Composition en temps réel

João Fiadeiro (né en 1965) est âgé de 23 ans lorsqu’il découvre les méthodes d’improvisation des chorégraphes post-modernes américains. Formé à la danse au sein du Ballet Gulbenkian à Lisbonne, au début des années 1980, il n’est nullement familiarisé avec les techniques d’improvisation, hormis à travers des cours de danse-jazz. En 1988, une bourse d’études aux Etats-Unis l’amène à suivre les cours d’été du Jacob’s Pillow. Dans ce cadre, il est initié à l’improvisation structurée de Trisha Brown ainsi qu’à la contact-improvisation de Steve Paxton. Ces deux expériences se révèlent déterminantes pour l’aspirant-chorégraphe. A l’occasion de nombreux séjours à New York et Berlin, Fiadeiro approfondit et diversifie par la suite sa pratique de l’improvisation. João Fiadeiro est également impressionné par les recherches de Wim Vandekeybus. Ce chorégraphe belge, né en 1963, est marqué, lui aussi, par la contact-improvisation dont il propose une relecture d’une physicalité extrême.

João Fiadeiro : De la composition en temps réel / stage réalisé en 2004

Stage animé par João Fiadeiro

Composition en temps réel : capter l’émergence du réel

Les différentes approches de l’improvisation que João Fiadeiro rencontre lors de ses années de formation entrent en résonance avec ses préoccupations. La recherche d’une forme de spectacle qui s’inventerait au moment même où elle a lieu, c’est-à-dire en temps réel (au lieu de « re-présenter » en temps différé) devient, dès la fin des années 1980, l’axe majeur de son travail. Depuis lors, toutes les oeuvres du chorégraphe, mais aussi les ateliers pédagogiques qu’il anime à partir de 1997, sont traversés par la question suivante : comment, en tant que « performer », préserver - ou engendrer - cette « qualité de " réalité", de "vérité", de "crédibilité" qu’ont un moment, un geste, une parole quand ils se produisent pour la première fois ? »( J. Fiadeiro, D.-A. Guéniot, La Danse en solo, 2002, p. 117). On est alors en présence d’un « fragment de réel », d’un moment de « pur présent », impossible à reproduire ou à fixer. Elaborée au fil des années - notamment à travers une recherche menée en solo -, la méthode de « composition en temps réel » propose une technique pour mettre en oeuvre et capter cette émergence du réel, aussi bien dans les conditions d’un travail d’atelier qu’à la scène.

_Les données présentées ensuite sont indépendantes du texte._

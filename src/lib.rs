pub mod application;
pub mod config;
pub mod domain;
pub mod error;
pub mod infrastructure;
use crate::domain::ports::Navigator;

/// Prints `redirect: <destination>` to stdout in place of a browser redirect.
#[derive(Debug, Default, Clone, Copy)]
pub struct ConsoleNavigator;

impl Navigator for ConsoleNavigator {
    fn navigate(&self, destination: &str) {
        println!("redirect: {destination}");
    }
}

« Une matrice à produire de la réalité » : partager la paternité du spectacle

Appliquée à la production d’un spectacle, la méthode de composition en temps réel accorde une grande responsabilité à l’interprète. Rôdé à la méthode au fil d’ateliers préparatoires s’étalant sur plusieurs mois, chaque performer doit être en mesure de gérer les différents moments de l’action qu’il improvise, en résonance avec la situation collective en train de se construire. Dans les conditions de la représentation, la méthode agit comme une « matrice à produire de la réalité », un dispositif permettant d’engendrer des situations imprévisibles, dans le cadre d’une trame dramaturgique simple, mais préétablie.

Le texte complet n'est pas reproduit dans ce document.